//! Result chart for notification mails: one bar per outcome, encoded as PNG.
//!
//! Mail clients render inline PNG but not SVG. The image carries no text;
//! the counters sit next to it in the mail body.

use anyhow::Result;

use crate::model::TestCounts;

pub const WIDTH: u32 = 420;
pub const HEIGHT: u32 = 240;
const BAR_WIDTH: u32 = 60;
const PLOT_TOP: u32 = 20;
const PLOT_BOTTOM: u32 = 220;

type Rgb = [u8; 3];

const BACKGROUND: Rgb = [0xff, 0xff, 0xff];
const AXIS: Rgb = [0x61, 0x61, 0x61];
pub const PASS: Rgb = [0x4c, 0xaf, 0x50];
pub const FAILURES: Rgb = [0xf4, 0x43, 0x36];
pub const ERRORS: Rgb = [0xff, 0x98, 0x00];
pub const SKIP: Rgb = [0x9e, 0x9e, 0x9e];

struct Canvas {
    pixels: Vec<u8>,
}

impl Canvas {
    fn new() -> Self {
        Canvas {
            pixels: BACKGROUND.repeat((WIDTH * HEIGHT) as usize),
        }
    }

    /// Fill `[x0, x1) x [y0, y1)`, clipped to the canvas.
    fn fill(&mut self, x0: u32, y0: u32, x1: u32, y1: u32, color: Rgb) {
        for y in y0..y1.min(HEIGHT) {
            for x in x0..x1.min(WIDTH) {
                let i = ((y * WIDTH + x) * 3) as usize;
                self.pixels[i..i + 3].copy_from_slice(&color);
            }
        }
    }
}

/// Bars for passed, failures, errors and skip, scaled to the largest.
pub fn render_png(counts: &TestCounts) -> Result<Vec<u8>> {
    let bars = [
        (counts.passed(), PASS),
        (counts.failures, FAILURES),
        (counts.errors, ERRORS),
        (counts.skip, SKIP),
    ];
    let max = bars.iter().map(|b| b.0).max().unwrap_or(0).max(1);
    let plot_height = PLOT_BOTTOM - PLOT_TOP;
    let slot = WIDTH / bars.len() as u32;

    let mut canvas = Canvas::new();
    for (i, (value, color)) in bars.iter().enumerate() {
        let bar_height = (u64::from(*value) * u64::from(plot_height) / u64::from(max)) as u32;
        let x = i as u32 * slot + (slot - BAR_WIDTH) / 2;
        canvas.fill(x, PLOT_BOTTOM - bar_height, x + BAR_WIDTH, PLOT_BOTTOM, *color);
    }
    canvas.fill(0, PLOT_BOTTOM, WIDTH, PLOT_BOTTOM + 2, AXIS);

    let mut out = Vec::new();
    let mut encoder = png::Encoder::new(&mut out, WIDTH, HEIGHT);
    encoder.set_color(png::ColorType::Rgb);
    encoder.set_depth(png::BitDepth::Eight);
    let mut writer = encoder.write_header()?;
    writer.write_image_data(&canvas.pixels)?;
    writer.finish()?;
    Ok(out)
}

#[cfg(test)]
mod tests {
    use super::*;

    fn decode(bytes: &[u8]) -> (png::OutputInfo, Vec<u8>) {
        let mut reader = png::Decoder::new(bytes).read_info().unwrap();
        let mut buf = vec![0; reader.output_buffer_size()];
        let info = reader.next_frame(&mut buf).unwrap();
        (info, buf)
    }

    fn pixel(buf: &[u8], x: u32, y: u32) -> Rgb {
        let i = ((y * WIDTH + x) * 3) as usize;
        [buf[i], buf[i + 1], buf[i + 2]]
    }

    fn bar_center(slot: u32) -> u32 {
        slot * (WIDTH / 4) + WIDTH / 8
    }

    #[test]
    fn encodes_an_rgb_png() {
        let bytes = render_png(&TestCounts::new(10, 1, 2, 0)).unwrap();
        assert!(bytes.starts_with(b"\x89PNG\r\n\x1a\n"));
        let (info, _) = decode(&bytes);
        assert_eq!((info.width, info.height), (WIDTH, HEIGHT));
        assert_eq!(info.color_type, png::ColorType::Rgb);
    }

    #[test]
    fn tallest_bar_fills_plot_and_empty_bar_is_absent() {
        let (_, buf) = decode(&render_png(&TestCounts::new(5, 0, 0, 0)).unwrap());
        assert_eq!(pixel(&buf, bar_center(0), PLOT_TOP), PASS);
        assert_eq!(pixel(&buf, bar_center(0), PLOT_TOP - 1), BACKGROUND);
        assert_eq!(pixel(&buf, bar_center(1), PLOT_BOTTOM - 1), BACKGROUND);
        assert_eq!(pixel(&buf, bar_center(1), PLOT_BOTTOM), AXIS);
    }

    #[test]
    fn bars_scale_to_the_largest_count() {
        // 7 passed, 2 failures, 1 error.
        let (_, buf) = decode(&render_png(&TestCounts::new(10, 1, 2, 0)).unwrap());
        let top = |slot: u32| {
            (PLOT_TOP..PLOT_BOTTOM)
                .find(|&y| pixel(&buf, bar_center(slot), y) != BACKGROUND)
                .unwrap_or(PLOT_BOTTOM)
        };
        assert_eq!(top(0), PLOT_TOP);
        assert_eq!(pixel(&buf, bar_center(1), PLOT_BOTTOM - 1), FAILURES);
        assert!(top(1) > top(0));
        assert!(top(2) > top(1));
        assert_eq!(top(3), PLOT_BOTTOM);
    }
}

|---|

## [TASK OBJECTIVE]
Look for the string "slot" in the listing above and copy every line holding it.

## [OUTPUT OF THE EXERCISE]
    let slot = WIDTH / bars.len() as u32;
        let x = i as u32 * slot + (slot - BAR_WIDTH) / 2;
    fn bar_center(slot: u32) -> u32 {
        slot * (WIDTH / 4) + WIDTH / 8
        let top = |slot: u32| {
                .find(|&y| pixel(&buf, bar_center(slot), y) != BACKGROUND)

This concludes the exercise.